We demonstrated that cytosol from the gill of coho salmon (Oncorhynchas kisatch) had saturable, high affinity, low capacity binding to radiolabeled [3H]cortisol (Kd = 2.24 ± 0.28 nM, mean ± 1 SE; Nmax = 41.4 ± 7.4 fmol/mg protein) and radiolabeled [3H]triamcinolone acetonide (TA; Kd = 0.38 ± 0.03 nM, Nmax = 37.8 ± 4.9 fmol/mg protein).

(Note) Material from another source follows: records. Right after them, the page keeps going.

use medibridge_core::{
    AccessError, Identifier, Outcome, Projection, ResourceId, ResourceKind, validate,
};
use serde_json::Value as JsonValue;

use super::store::{SharedStore, StoreError};

/// How many matches to ask for when looking up by identifier.
/// One is expected; a second one means the uniqueness constraint was bypassed.
const IDENTIFIER_PROBE_LIMIT: usize = 2;

/// Read and create operations for one resource kind.
///
/// Holds no state besides the shared store handle, so it is cheap to build per
/// request and safe to use from many requests at once.
#[derive(Clone)]
pub struct ResourceRepository {
    store: SharedStore,
    kind: ResourceKind,
}

impl ResourceRepository {
    pub fn new(store: SharedStore, kind: ResourceKind) -> Self {
        Self { store, kind }
    }

    pub fn kind(&self) -> ResourceKind {
        self.kind
    }

    /// Fetch a document by its external id
    pub async fn get_by_id(&self, raw_id: &str) -> Outcome<JsonValue> {
        let outcome = self.read_by_id(raw_id).await;
        self.record("get_by_id", &outcome);
        outcome
    }

    /// Fetch the single document carrying the `(system, value)` identifier
    pub async fn get_by_identifier(&self, system: &str, value: &str) -> Outcome<JsonValue> {
        let outcome = self.read_by_identifier(system, value).await;
        self.record("get_by_identifier", &outcome);
        outcome
    }

    /// Validate and store a new document, returning its assigned id
    pub async fn create(&self, payload: JsonValue) -> Outcome<ResourceId> {
        let outcome = self.write(payload).await;
        self.record("create", &outcome);
        outcome
    }

    async fn read_by_id(&self, raw_id: &str) -> Outcome<JsonValue> {
        let id = ResourceId::decode(raw_id).inspect_err(|e| {
            tracing::debug!(resource_type = %self.kind, error = %e, "Rejected malformed id");
        })?;

        tracing::debug!(resource_type = %self.kind, id = %id, "Reading resource by id");
        let document = self
            .store
            .find_by_id(self.kind, id)
            .await
            .map_err(|e| self.store_failure(e))?;

        document.ok_or_else(|| {
            tracing::info!(resource_type = %self.kind, id = %id, "Resource not found");
            AccessError::NotFound
        })
    }

    async fn read_by_identifier(&self, system: &str, value: &str) -> Outcome<JsonValue> {
        // validation never lets an empty half into the store
        if system.is_empty() || value.is_empty() {
            return Err(AccessError::NotFound);
        }

        let identifier = Identifier::new(system, value);
        tracing::debug!(resource_type = %self.kind, identifier = %identifier, "Reading resource by identifier");

        let mut matches = self
            .store
            .find_by_identifier(self.kind, &identifier, IDENTIFIER_PROBE_LIMIT)
            .await
            .map_err(|e| self.store_failure(e))?;

        match matches.len() {
            0 => {
                tracing::info!(resource_type = %self.kind, identifier = %identifier, "Resource not found");
                Err(AccessError::NotFound)
            }
            1 => Ok(matches.swap_remove(0)),
            n => {
                tracing::error!(
                    resource_type = %self.kind,
                    identifier = %identifier,
                    matches = n,
                    "Identifier is shared by several documents despite the uniqueness constraint"
                );
                Err(AccessError::InternalInconsistency(format!(
                    "{} identifier {} matches {} documents",
                    self.kind, identifier, n
                )))
            }
        }
    }

    async fn write(&self, payload: JsonValue) -> Outcome<ResourceId> {
        let resource = validate(self.kind, &payload).inspect_err(|e| {
            tracing::info!(resource_type = %self.kind, reason = %e, "Rejected invalid payload");
        })?;

        match resource.projection() {
            Projection::Patient { named } => {
                tracing::debug!(named, "Creating Patient");
            }
            Projection::MedicationRequest { status, medication } => {
                tracing::debug!(status = %status, medication, "Creating MedicationRequest");
            }
        }

        let id = ResourceId::generate();
        let document = resource.into_document(id);
        self.store.insert(&document).await.map_err(|e| match e {
            StoreError::DuplicateIdentifier => {
                tracing::info!(resource_type = %self.kind, "Identifier already in use");
                AccessError::DuplicateIdentifier
            }
            other => self.store_failure(other),
        })?;

        tracing::info!(resource_type = %self.kind, id = %id, "Resource created");
        Ok(id)
    }

    fn store_failure(&self, err: StoreError) -> AccessError {
        tracing::warn!(resource_type = %self.kind, error = %err, "Document store operation failed");
        err.into()
    }

    fn record<T>(&self, operation: &'static str, outcome: &Outcome<T>) {
        let label = match outcome {
            Ok(_) => "success",
            Err(e) => e.label(),
        };
        metrics::counter!(
            "resource_outcomes_total",
            "resource_type" => self.kind.resource_type(),
            "operation" => operation,
            "outcome" => label
        )
        .increment(1);
    }
}

#[cfg(test)]
mod tests {
    use std::sync::Arc;

    use async_trait::async_trait;
    use medibridge_core::{NewDocument, ValidationError};
    use serde_json::json;

    use super::*;
    use crate::db::{DocumentStore, MemoryStore};

    /// Fails the test if the repository reaches the store
    struct UnreachableStore;

    #[async_trait]
    impl DocumentStore for UnreachableStore {
        async fn ping(&self) -> Result<(), StoreError> {
            panic!("store must not be reached");
        }

        async fn find_by_id(&self, _: ResourceKind, _: ResourceId) -> Result<Option<JsonValue>, StoreError> {
            panic!("store must not be reached");
        }

        async fn find_by_identifier(
            &self,
            _: ResourceKind,
            _: &Identifier,
            _: usize,
        ) -> Result<Vec<JsonValue>, StoreError> {
            panic!("store must not be reached");
        }

        async fn insert(&self, _: &NewDocument) -> Result<(), StoreError> {
            panic!("store must not be reached");
        }
    }

    /// Every operation fails as if the database were down
    struct DownStore;

    #[async_trait]
    impl DocumentStore for DownStore {
        async fn ping(&self) -> Result<(), StoreError> {
            Err(StoreError::Unavailable("connection refused".to_string()))
        }

        async fn find_by_id(&self, _: ResourceKind, _: ResourceId) -> Result<Option<JsonValue>, StoreError> {
            Err(StoreError::Unavailable("connection refused".to_string()))
        }

        async fn find_by_identifier(
            &self,
            _: ResourceKind,
            _: &Identifier,
            _: usize,
        ) -> Result<Vec<JsonValue>, StoreError> {
            Err(StoreError::Unavailable("statement timeout".to_string()))
        }

        async fn insert(&self, _: &NewDocument) -> Result<(), StoreError> {
            Err(StoreError::Unavailable("connection reset".to_string()))
        }
    }

    fn patients(store: Arc<MemoryStore>) -> ResourceRepository {
        ResourceRepository::new(store, ResourceKind::Patient)
    }

    fn jane() -> JsonValue {
        json!({"identifier": [{"system": "mrn", "value": "123"}], "name": "Jane Doe"})
    }

    #[tokio::test]
    async fn create_then_read_back() {
        let repo = patients(Arc::new(MemoryStore::new()));

        let id = repo.create(jane()).await.unwrap();

        let by_id = repo.get_by_id(&id.to_string()).await.unwrap();
        assert_eq!(by_id["id"], id.to_string());
        assert_eq!(by_id["resourceType"], "Patient");
        assert_eq!(by_id["name"], "Jane Doe");
        assert_eq!(by_id["identifier"], jane()["identifier"]);

        let by_identifier = repo.get_by_identifier("mrn", "123").await.unwrap();
        assert_eq!(by_identifier, by_id);
    }

    #[tokio::test]
    async fn reads_are_repeatable() {
        let repo = patients(Arc::new(MemoryStore::new()));
        let id = repo.create(jane()).await.unwrap().to_string();

        let first = repo.get_by_id(&id).await.unwrap();
        let second = repo.get_by_id(&id).await.unwrap();
        assert_eq!(
            serde_json::to_vec(&first).unwrap(),
            serde_json::to_vec(&second).unwrap()
        );
    }

    #[tokio::test]
    async fn malformed_ids_never_reach_the_store() {
        let repo = ResourceRepository::new(Arc::new(UnreachableStore), ResourceKind::Patient);

        for raw in ["not-a-valid-id", "", "123", "67E55044-10B1-426F-9247-BB680E5FE0C8"] {
            assert_eq!(repo.get_by_id(raw).await, Err(AccessError::InvalidId));
        }
    }

    #[tokio::test]
    async fn invalid_payloads_never_reach_the_store() {
        let repo = ResourceRepository::new(Arc::new(UnreachableStore), ResourceKind::MedicationRequest);

        assert_eq!(
            repo.create(json!({})).await,
            Err(AccessError::Validation(ValidationError::MissingIdentifier))
        );
        assert_eq!(
            repo.create(json!({"identifier": [{"system": "rx", "value": "9"}]})).await,
            Err(AccessError::Validation(ValidationError::MissingField("status")))
        );
    }

    #[tokio::test]
    async fn missing_identifier_stores_nothing() {
        let store = Arc::new(MemoryStore::new());
        let repo = patients(store.clone());

        let err = repo.create(json!({"name": "Jane Doe"})).await.unwrap_err();
        assert_eq!(err.to_string(), "validation failed: missing identifier");
        assert_eq!(store.len(ResourceKind::Patient), 0);
    }

    #[tokio::test]
    async fn unknown_id_and_identifier_are_not_found() {
        let repo = patients(Arc::new(MemoryStore::new()));
        repo.create(jane()).await.unwrap();

        let unknown = ResourceId::generate().to_string();
        assert_eq!(repo.get_by_id(&unknown).await, Err(AccessError::NotFound));
        assert_eq!(repo.get_by_identifier("mrn", "999").await, Err(AccessError::NotFound));
        assert_eq!(repo.get_by_identifier("ssn", "123").await, Err(AccessError::NotFound));
        assert_eq!(repo.get_by_identifier("", "").await, Err(AccessError::NotFound));
    }

    #[tokio::test]
    async fn duplicate_identifier_is_rejected() {
        let store = Arc::new(MemoryStore::new());
        let repo = patients(store.clone());
        repo.create(jane()).await.unwrap();

        let clash = json!({
            "identifier": [{"system": "other", "value": "1"}, {"system": "mrn", "value": "123"}],
            "name": "John Doe"
        });
        assert_eq!(repo.create(clash).await, Err(AccessError::DuplicateIdentifier));
        assert_eq!(store.len(ResourceKind::Patient), 1);
        // the non-clashing pair was not claimed either
        assert_eq!(repo.get_by_identifier("other", "1").await, Err(AccessError::NotFound));
    }

    #[tokio::test]
    async fn identifiers_are_scoped_per_kind() {
        let store = Arc::new(MemoryStore::new());
        let patients = ResourceRepository::new(store.clone(), ResourceKind::Patient);
        let requests = ResourceRepository::new(store, ResourceKind::MedicationRequest);

        let patient = patients.create(jane()).await.unwrap();
        let request = requests
            .create(json!({
                "identifier": [{"system": "mrn", "value": "123"}],
                "status": "active",
                "medicationReference": {"reference": "Medication/amoxicillin"}
            }))
            .await
            .unwrap();
        assert_ne!(patient, request);

        let found = requests.get_by_identifier("mrn", "123").await.unwrap();
        assert_eq!(found["resourceType"], "MedicationRequest");
        // ids do not leak across kinds
        assert_eq!(
            patients.get_by_id(&request.to_string()).await,
            Err(AccessError::NotFound)
        );
    }

    #[tokio::test(flavor = "multi_thread", worker_threads = 4)]
    async fn concurrent_creates_with_same_identifier() {
        let repo = patients(Arc::new(MemoryStore::new()));

        let handles: Vec<_> = (0..8)
            .map(|_| {
                let repo = repo.clone();
                tokio::spawn(async move { repo.create(jane()).await })
            })
            .collect();

        let mut created = 0;
        let mut duplicates = 0;
        for handle in handles {
            match handle.await.unwrap() {
                Ok(_) => created += 1,
                Err(AccessError::DuplicateIdentifier) => duplicates += 1,
                Err(other) => panic!("unexpected outcome: {other:?}"),
            }
        }
        assert_eq!(created, 1);
        assert_eq!(duplicates, 7);
    }

    #[tokio::test]
    async fn several_matches_are_an_inconsistency() {
        let store = Arc::new(MemoryStore::new());
        for _ in 0..2 {
            let id = ResourceId::generate();
            store.insert_unindexed(
                ResourceKind::Patient,
                id,
                json!({"id": id.to_string(), "identifier": [{"system": "mrn", "value": "123"}]}),
            );
        }

        let outcome = patients(store).get_by_identifier("mrn", "123").await;
        assert!(matches!(outcome, Err(AccessError::InternalInconsistency(_))));
    }

    #[tokio::test]
    async fn store_failures_are_unavailable() {
        let repo = ResourceRepository::new(Arc::new(DownStore), ResourceKind::Patient);

        let id = ResourceId::generate().to_string();
        assert!(matches!(repo.get_by_id(&id).await, Err(AccessError::StoreUnavailable(_))));
        assert!(matches!(
            repo.get_by_identifier("mrn", "123").await,
            Err(AccessError::StoreUnavailable(_))
        ));
        assert!(matches!(repo.create(jane()).await, Err(AccessError::StoreUnavailable(_))));
    }
}
//! Audit logging for resource creation

use axum::{
    body::Body,
    extract::Request,
    http::{Method, header},
    middleware::Next,
    response::Response,
};

use super::request_id::RequestId;

/// Log every POST with its outcome and, when something was created, where it lives
pub async fn audit_middleware(request: Request<Body>, next: Next) -> Response {
    if *request.method() != Method::POST {
        return next.run(request).await;
    }

    let path = request.uri().path().to_string();
    let request_id = request
        .extensions()
        .get::<RequestId>()
        .map(|r| r.0.clone())
        .unwrap_or_else(|| "unknown".to_string());

    let response = next.run(request).await;

    let location = response
        .headers()
        .get(header::LOCATION)
        .and_then(|v| v.to_str().ok())
        .unwrap_or("-");

    tracing::info!(
        target: "audit",
        request_id = %request_id,
        path = %path,
        status = response.status().as_u16(),
        location = %location,
        "Create request"
    );

    response
}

Similarly, TA bound to cytosolic fractions of leukocytes harvested from spleen (Kd = 0.32 ± 0.03 nM, Nmax = 8.3 ± 2.0 fmol/mg protein) and anterior kidney (Kd = 0.37 ± 0.03 nM, Nmax = 30.2 ± 5.2 fmol/mg protein) and to whole leukocytes from spleen (Kd = 0.30 ± 0.04 nM, Nmax = 445 ± 57 sites/cell) and anterior kidney (Kd = 0.40 ± 0.04 nM, Nmax = 1198 ± 180 sites/cell). The competition hierarchies of steroid competitors were the same for both ligands and all tissues (TA > cortisol > 17α-hydroxyprogesterone > cortisone > aldosterone > testosterone). The differences in ligand binding in leukocytes from spleen and anterior kidney are consistent with previously reported organ-dependent sensitivity of leukocytes to cortisol. © 1990.